Ces questions et d'autres sont explorées dans l'article Sudoku Squares and Chromatic Polynomials d’Agnes M. Herzberg et M. Ram Murty, paru dans l’édition de juin-juillet des Notes de l’AMS (American Mathematical Society) dans lequel les auteurs utilisent des outils mathématiques de la théorie des graphes pour analyser systématiquement des problèmes de Sudoku. Ils y démontrent également que l’analyse de ce type de problèmes conduit vers certains problèmes non résolus de cette théorie.

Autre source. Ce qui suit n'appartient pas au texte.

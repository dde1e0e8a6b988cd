//! The lock store: race-safe persistence for `file_locks` rows.
//!
//! Correctness rests on two store-level primitives, never on in-process
//! locks (the coordinator must stay correct with multiple coordinator
//! processes against one database):
//!
//! - the `uq_file_locks_file_id` unique index turns concurrent create
//!   attempts into a single-writer-wins race, surfaced through
//!   `INSERT ... ON CONFLICT DO NOTHING`;
//! - [`FileLockRepo::compare_and_set_kind`] transitions the lock kind with
//!   one guarded `UPDATE`, the store-native compare-and-set.
//!
//! Reads (`find_*`) are for decision-making only; every commit is a single
//! atomic statement.

use filehub_core::locking::LockKind;
use filehub_core::types::DbId;
use sqlx::PgPool;

use crate::models::file_lock::{AllocationRow, FileLock};

/// Column list for `file_locks` queries.
const LOCK_COLUMNS: &str = "id, file_id, filename, lock_kind, owner_id, owner_email, \
                            owner_name, connection_id, server_id, locked_at, expires_at";

/// Provides atomic operations on lock records.
pub struct FileLockRepo;

impl FileLockRepo {
    /// Attempt to create the lock record for a file.
    ///
    /// Returns the new record iff no record existed for `file_id`; returns
    /// `None` when a concurrent creator won the race (detected via the
    /// unique-index conflict, not via a prior read).
    #[allow(clippy::too_many_arguments)]
    pub async fn try_create(
        pool: &PgPool,
        file_id: &str,
        filename: &str,
        kind: LockKind,
        owner_id: DbId,
        owner_email: &str,
        owner_name: &str,
        connection_id: Option<&str>,
        server_id: &str,
        lease_mins: i64,
    ) -> Result<Option<FileLock>, sqlx::Error> {
        let query = format!(
            "INSERT INTO file_locks \
                 (file_id, filename, lock_kind, owner_id, owner_email, owner_name, \
                  connection_id, server_id, expires_at) \
             VALUES ($1, $2, $3, $4, $5, $6, $7, $8, NOW() + ($9 || ' minutes')::interval) \
             ON CONFLICT (file_id) DO NOTHING \
             RETURNING {LOCK_COLUMNS}"
        );
        sqlx::query_as::<_, FileLock>(&query)
            .bind(file_id)
            .bind(filename)
            .bind(kind.as_str())
            .bind(owner_id)
            .bind(owner_email)
            .bind(owner_name)
            .bind(connection_id)
            .bind(server_id)
            .bind(lease_mins.to_string())
            .fetch_optional(pool)
            .await
    }

    /// The current record for a file, or `None` if unlocked.
    pub async fn find_by_file(
        pool: &PgPool,
        file_id: &str,
    ) -> Result<Option<FileLock>, sqlx::Error> {
        let query = format!("SELECT {LOCK_COLUMNS} FROM file_locks WHERE file_id = $1");
        sqlx::query_as::<_, FileLock>(&query)
            .bind(file_id)
            .fetch_optional(pool)
            .await
    }

    /// Read-kind records for `file_id` held by a connection other than the
    /// caller's.
    ///
    /// Under the per-file unique index this set is structurally empty; the
    /// upgrade protocol still enumerates it before and after its
    /// compare-and-set so the double-check stays correct if the store
    /// invariant is ever relaxed to per-(file, kind).
    pub async fn find_other_readers(
        pool: &PgPool,
        file_id: &str,
        connection_id: Option<&str>,
    ) -> Result<Vec<FileLock>, sqlx::Error> {
        let query = format!(
            "SELECT {LOCK_COLUMNS} FROM file_locks \
             WHERE file_id = $1 AND lock_kind = 'read' \
               AND connection_id IS DISTINCT FROM $2"
        );
        sqlx::query_as::<_, FileLock>(&query)
            .bind(file_id)
            .bind(connection_id)
            .fetch_all(pool)
            .await
    }

    /// Atomically transition a record's lock kind.
    ///
    /// Succeeds only while the record still has the expected kind and the
    /// expected owning connection; refreshes `locked_at` and the lease on
    /// success. `None` means the precondition failed (the record changed
    /// or vanished concurrently).
    pub async fn compare_and_set_kind(
        pool: &PgPool,
        record_id: DbId,
        expected_kind: LockKind,
        new_kind: LockKind,
        expected_connection: Option<&str>,
        lease_mins: i64,
    ) -> Result<Option<FileLock>, sqlx::Error> {
        let query = format!(
            "UPDATE file_locks \
             SET lock_kind = $1, locked_at = NOW(), \
                 expires_at = NOW() + ($2 || ' minutes')::interval \
             WHERE id = $3 AND lock_kind = $4 \
               AND connection_id IS NOT DISTINCT FROM $5 \
             RETURNING {LOCK_COLUMNS}"
        );
        sqlx::query_as::<_, FileLock>(&query)
            .bind(new_kind.as_str())
            .bind(lease_mins.to_string())
            .bind(record_id)
            .bind(expected_kind.as_str())
            .bind(expected_connection)
            .fetch_optional(pool)
            .await
    }

    /// Delete the record for a file. Returns `false` (not an error) when
    /// nothing matched.
    pub async fn delete_by_file(pool: &PgPool, file_id: &str) -> Result<bool, sqlx::Error> {
        let result = sqlx::query("DELETE FROM file_locks WHERE file_id = $1")
            .bind(file_id)
            .execute(pool)
            .await?;
        Ok(result.rows_affected() > 0)
    }

    /// Delete every record owned by a connection (disconnect cleanup).
    /// Returns the number of records removed; zero is a normal outcome.
    pub async fn delete_by_connection(
        pool: &PgPool,
        connection_id: &str,
    ) -> Result<u64, sqlx::Error> {
        let result = sqlx::query("DELETE FROM file_locks WHERE connection_id = $1")
            .bind(connection_id)
            .execute(pool)
            .await?;
        Ok(result.rows_affected())
    }

    /// Delete every record whose lease has expired. Returns the number of
    /// records swept.
    pub async fn delete_expired(pool: &PgPool) -> Result<u64, sqlx::Error> {
        let result = sqlx::query("DELETE FROM file_locks WHERE expires_at < NOW()")
            .execute(pool)
            .await?;
        Ok(result.rows_affected())
    }

    /// The full current lock table, newest first.
    pub async fn list_all(pool: &PgPool) -> Result<Vec<FileLock>, sqlx::Error> {
        let query = format!("SELECT {LOCK_COLUMNS} FROM file_locks ORDER BY locked_at DESC");
        sqlx::query_as::<_, FileLock>(&query).fetch_all(pool).await
    }

    /// Current number of lock records (for metrics snapshots).
    pub async fn count(pool: &PgPool) -> Result<i64, sqlx::Error> {
        sqlx::query_scalar("SELECT COUNT(*) FROM file_locks")
            .fetch_one(pool)
            .await
    }

    /// The resource-allocation view: live lock counts grouped by
    /// (owner, partition). Recomputed from the live rows on every call so
    /// it can never drift from the authoritative state.
    pub async fn allocation_view(pool: &PgPool) -> Result<Vec<AllocationRow>, sqlx::Error> {
        sqlx::query_as::<_, AllocationRow>(
            "SELECT owner_id, owner_name, server_id, \
                    COUNT(*) FILTER (WHERE lock_kind = 'read') AS read_locks, \
                    COUNT(*) FILTER (WHERE lock_kind = 'write') AS write_locks \
             FROM file_locks \
             GROUP BY owner_id, owner_name, server_id \
             ORDER BY owner_name, server_id",
        )
        .fetch_all(pool)
        .await
    }
}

Un problème de Sudoku à solution unique, dont 17 chiffres sont donnés

Dans ce contexte, un "graphe" est un ensemble de noeuds reliés par des segments. On peut représenter les 81 cases d’un Sudoku comme les 81 noeuds d’un graphe, et l’on attribue à chacun des chiffres de un à neuf une couleur différente. Dans un graphe de Sudoku, deux noeuds sont reliés par un segment si les deux cases qu'ils représentent appartiennent à une même ligne, une même colonne, ou à un même bloc de 3 sur 3 cases. Puisque aucune ligne, aucune colonne, ni aucun bloc ne doit contenir plus d’une fois le même chiffre, le graphe ne possédera aucun noeud relié à un nœud de la même couleur. (Par exemple, en supposant que l’on représente le 1 avec la couleur rouge, deux noeuds rouges reliés par un segment signifieraient qu’une ligne, une colonne, ou un bloc posséderait deux 1, ce qui est interdit par la règle du Sudoku).

Dans le langage de la théorie des graphes, un graphique coloré sans connexion entre les noeuds de même couleur est appelé une « coloration propre ». Ce que les amateurs de Sudoku tentent de réaliser chaque jour est d’étendre un graphe partiellement coloré à un graphe à coloration propre (le puzzle initial avec ses cases vides signifie que le graphe le représentant possède des nœuds qui demandent à être coloriés).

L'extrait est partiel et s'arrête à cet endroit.